Background technology
The features such as optical fiber laser has light weight, compact conformation, long lifespan, good beam quality, strong antijamming capability,
The fields such as communication, sensing, machining, medical treatment, scientific research and national defense and military have a wide range of applications.In particular with recent years
Optical fiber laser power level is developed rapidly, and the application of optical fiber laser is also constantly being expanded, concerned degree
More and more higher.Although the power level of optical fiber laser has the development advanced by leaps and bounds, 10kW magnitudes have been reached, it is single
The further lifting of the power level of optical fiber laser still has limiting for the factors such as brightness, the nonlinear effect by pump light source.
And optic fiber power beam combiner is expected to provide a kind of effective solution to break through this power limit.
Optic fiber power beam combiner is a kind of optical fibre device synthesized for light beam, and its effect is will to be transmitted in multiple optical fiber
Light beam is merged into the fibre core of same output optical fibre.In high-capacity optical fiber laser, the application master of optic fiber power beam combiner
It is embodied in two aspects:One is that the output beam of multiple high-capacity optical fiber lasers is merged into an output optical fibre, from
And realize the lifting of gross output;Two be that the optical fiber laser of multiple mid powers, high light beam quality is carried out into light beam synthesis
As the cascaded pump source of high-capacity optical fiber laser, so as to realize the pump light source of high brightness.

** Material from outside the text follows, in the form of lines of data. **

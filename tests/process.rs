use {
  circle_mosaic::{config::Config, error::ConfigError, drawing::BACKGROUND},
  image::{ImageBuffer, Rgb, RgbImage},
  anyhow::Result
};

fn gradient(width: u32, height: u32) -> RgbImage {
  ImageBuffer::from_fn(width, height, |x, y| Rgb([
    (x * 255 / width) as u8,
    (y * 255 / height) as u8,
    128
  ]))
}

#[test]
fn writes_image_with_same_dimensions() -> Result<()> {
  let dir = tempfile::tempdir()?;
  let input = dir.path().join("in.png");
  let output = dir.path().join("out.png");
  gradient(120, 80).save(&input)?;

  let config = Config::default().with_seed(1);
  let (path, stats) = circle_mosaic::process(&input, &output, &config)?;

  assert_eq!(path, output);
  assert!(stats.total_circles() > 0);
  assert_eq!(stats.gap_fill_draws, stats.target_circles / 2);
  assert!(stats.sizes.min_radius >= 3.0 && stats.sizes.max_radius <= 25.0);

  let result = image::open(&output)?.to_rgb8();
  assert_eq!(result.dimensions(), (120, 80));
  // no circle reaches the very corner
  assert_eq!(*result.get_pixel(0, 0), BACKGROUND);
  assert!(result.pixels().any(|px| *px != BACKGROUND));
  Ok(())
}

#[test]
fn same_seed_same_picture() -> Result<()> {
  let dir = tempfile::tempdir()?;
  let input = dir.path().join("in.png");
  gradient(64, 64).save(&input)?;

  let config = Config::default().with_radii(2, 9).with_seed(5);
  let (a, stats_a) = circle_mosaic::process(&input, dir.path().join("a.png"), &config)?;
  let (b, stats_b) = circle_mosaic::process(&input, dir.path().join("b.png"), &config)?;
  assert_eq!(stats_a, stats_b);
  assert_eq!(image::open(a)?.to_rgb8(), image::open(b)?.to_rgb8());
  Ok(())
}

#[test]
fn missing_input_is_an_error() -> Result<()> {
  let dir = tempfile::tempdir()?;
  let output = dir.path().join("out.png");
  let err = circle_mosaic::process(dir.path().join("nope.png"), &output, &Config::default())
    .unwrap_err();
  assert!(err.to_string().contains("nope.png"));
  assert!(!output.exists());
  Ok(())
}

#[test]
fn unwritable_output_is_an_error() -> Result<()> {
  let dir = tempfile::tempdir()?;
  let input = dir.path().join("in.png");
  gradient(32, 32).save(&input)?;
  let output = dir.path().join("missing-dir").join("out.png");
  assert!(circle_mosaic::process(&input, &output, &Config::default().with_seed(0)).is_err());
  Ok(())
}

#[test]
fn invalid_config_fails_fast() -> Result<()> {
  let dir = tempfile::tempdir()?;
  let output = dir.path().join("out.png");
  // input does not exist either: configuration is checked first
  let err = circle_mosaic::process(
    dir.path().join("nope.png"),
    &output,
    &Config::default().with_radii(25, 3)
  ).unwrap_err();
  assert_eq!(err.downcast_ref::<ConfigError>(), Some(&ConfigError::InvertedRadii { min: 25, max: 3 }));
  assert!(!output.exists());
  Ok(())
}

#[test]
fn render_in_memory() -> Result<()> {
  use rand::SeedableRng;
  let source = gradient(50, 40);
  let rng = rand_pcg::Pcg64::seed_from_u64(3);
  let (canvas, stats) = circle_mosaic::render(&source, &Config::default().with_radii(3, 10), rng)?;
  assert_eq!(canvas.dimensions(), (50, 40));
  assert!(stats.density_placed as u64 <= stats.target_circles);

  let err = circle_mosaic::render(&RgbImage::new(0, 0), &Config::default(), rand_pcg::Pcg64::seed_from_u64(0))
    .unwrap_err();
  assert_eq!(err.downcast_ref::<ConfigError>(), Some(&ConfigError::EmptyCanvas { width: 0, height: 0 }));
  Ok(())
}
use {
  std::ops::Range,
  euclid::{Box2D, Vector2D as V2},
  crate::geometry::{Bounds, Circle, PixelSpace}
};

/// Owns the placed-set and answers overlap queries against it.
///
/// Check-then-act: [`insert`](Self::insert) does not re-validate, callers must have called
/// [`can_place`](Self::can_place) first. Only sound with a single writer.
#[derive(Debug, Clone)]
pub struct CollisionIndex {
  bounds: Bounds,
  buffer: f32,
  circles: Vec<Circle>,
  grid: Option<Grid>
}

impl CollisionIndex {
  /// Index scanning every placed circle on each query.
  pub fn new(bounds: Bounds, buffer: f32) -> Self {
    CollisionIndex {
      bounds,
      buffer: buffer.max(0.0),
      circles: vec![],
      grid: None
    }
  }

  /// Prune queries with a uniform grid of `cell_size` square cells.
  pub fn with_grid(mut self, cell_size: f32) -> Self {
    let mut grid = Grid::new(self.bounds, cell_size);
    self.circles.iter()
      .enumerate()
      .for_each(|(id, circle)| grid.insert(id, circle));
    self.grid = Some(grid);
    self
  }

  pub fn bounds(&self) -> Bounds { self.bounds }
  pub fn buffer(&self) -> f32 { self.buffer }
  pub fn has_grid(&self) -> bool { self.grid.is_some() }

  /// Placed circles, in placement order.
  pub fn circles(&self) -> &[Circle] { &self.circles }
  pub fn len(&self) -> usize { self.circles.len() }
  pub fn is_empty(&self) -> bool { self.circles.is_empty() }

  pub fn into_circles(self) -> Vec<Circle> { self.circles }

  /// Candidate fits inside the canvas and keeps `buffer` clearance from every placed circle.
  pub fn can_place(&self, candidate: &Circle) -> bool {
    if !self.bounds.contains(candidate) {
      return false;
    }
    match &self.grid {
      Some(grid) => grid.neighbours(candidate, self.buffer)
        .all(|id| !candidate.overlaps(&self.circles[id], self.buffer)),
      None => self.circles.iter()
        .all(|placed| !candidate.overlaps(placed, self.buffer))
    }
  }

  pub fn insert(&mut self, circle: Circle) {
    let id = self.circles.len();
    if let Some(grid) = &mut self.grid {
      grid.insert(id, &circle);
    }
    self.circles.push(circle);
  }
}

/// Circle ids bucketed by the cell containing their center. Centers outside the canvas are
/// clamped to the border cells.
#[derive(Debug, Clone)]
struct Grid {
  cell_size: f32,
  columns: usize,
  rows: usize,
  cells: Vec<Vec<usize>>,
  max_radius: f32
}

impl Grid {
  fn new(bounds: Bounds, cell_size: f32) -> Self {
    let cell_size = if cell_size.is_finite() { cell_size.max(1.0) } else { 1.0 };
    let columns = ((bounds.width() as f32 / cell_size).ceil() as usize).max(1);
    let rows = ((bounds.height() as f32 / cell_size).ceil() as usize).max(1);
    Grid {
      cell_size,
      columns,
      rows,
      cells: vec![vec![]; columns * rows],
      max_radius: 0.0
    }
  }

  fn cell_span(&self, domain: Box2D<f32, PixelSpace>) -> (Range<usize>, Range<usize>) {
    let to_cell = |v: f32, count: usize| ((v / self.cell_size).floor().max(0.0) as usize).min(count - 1);
    (
      to_cell(domain.min.x, self.columns) .. to_cell(domain.max.x, self.columns) + 1,
      to_cell(domain.min.y, self.rows) .. to_cell(domain.max.y, self.rows) + 1
    )
  }

  fn insert(&mut self, id: usize, circle: &Circle) {
    let (xs, ys) = self.cell_span(Box2D::new(circle.center, circle.center));
    let cell = ys.start * self.columns + xs.start;
    self.cells[cell].push(id);
    self.max_radius = self.max_radius.max(circle.radius);
  }

  /// Ids of every circle that could be closer than `buffer` to `candidate`.
  fn neighbours<'a>(&'a self, candidate: &Circle, buffer: f32) -> impl Iterator<Item = usize> + 'a {
    let reach = candidate.radius + self.max_radius + buffer;
    let reach = V2::splat(reach);
    let domain = Box2D::new(candidate.center - reach, candidate.center + reach);
    let (xs, ys) = self.cell_span(domain);
    itertools::iproduct!(ys, xs)
      .flat_map(move |(y, x)| self.cells[y * self.columns + x].iter().copied())
  }
}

Application based on optic fiber power beam combiner, two aspects of performance major embodiment of optic fiber power beam combiner:One is to close
Shu Nengli, i.e., will make light beam coupling as much as possible into the fibre core of output optical fibre;Two be the beam quality of light beam after synthesis,
Under equal-wattage level conditions, the higher the better for beam quality.Lift the performance of optic fiber power beam combiner, an important means
Exactly increase the mould field dutycycle of bundling device, mould field dutycycle refers to closing each light beam mode field diameter of beam position and two phases
Adjacent beam center ratio of distances constant, if light beam constrains in transmission in fibre core, (i.e. the energy major constraints of light beam are passed in fibre core
It is defeated), then mould field dutycycle is approximately equal to fibre core dutycycle (core diameter core centre ratio of distances constant adjacent with two).Mould field is accounted for
It is empty than higher, the conjunction Shu Nengli of bundling device is stronger, and for the output optical fibre fibre core of formed objects, the light beam that can be coupled into is got over
It is many;Meanwhile, mould field dutycycle is higher, is more conducive to exciting for low step mode in output optical fibre, so as to be conducive to beam quality
Lifting.
Existing optical-fiber bundling device is built on the basis of the transmission of light beam fibre core, therefore is come for these bundling devices
Say, mould field dutycycle is determined by fibre core dutycycle, such as patent of invention signal light combiner and preparation method thereof (publication number
CN101866032A), the invention by fused biconical taper mode, by multiple light beam couplings into same fibre core;But, due to
Draw cone process to be obviously improved fibre core dutycycle, also can not just be obviously improved the mould field dutycycle of bundling device.In order to lift conjunction
The mould field dutycycle of beam device, patent of invention optic fiber power beam combiner and preparation method thereof (publication number CN102116902A) and invention
Patent high beam quality signal light fiber beam combiner and preparation method thereof (publication number CN102778729A) provides two schemes,
Two schemes employ the mode of chemical attack and mechanical lapping to reduce the size of optical fiber inner cladding, improve fibre core duty
Than, so that mould field dutycycle is improved, but this method can only make the lifting of mould field dutycycle to 0.5, and the dutycycle is still not enough to full
The requirement of sufficient beam quality optimization.In order to further lift mould field dutycycle, the latter proposes using the method for adding hot core expansion, increased
The size of adduction beam end fibre core, so as to increase fibre core dutycycle and mould field dutycycle.The shortcoming of the two schemes is at predispersed fiber
Complex process is managed, manufacture difficulty is big, and the chemical attack of particularly inner cladding is related to deep-etching liquid (such as:Hydrogen fluoride, chemistry
Formula:HF) operate, and the high-precision control difficulty of mechanical lapping is very big, meanwhile, heating includes the final form of core and also is difficult to control.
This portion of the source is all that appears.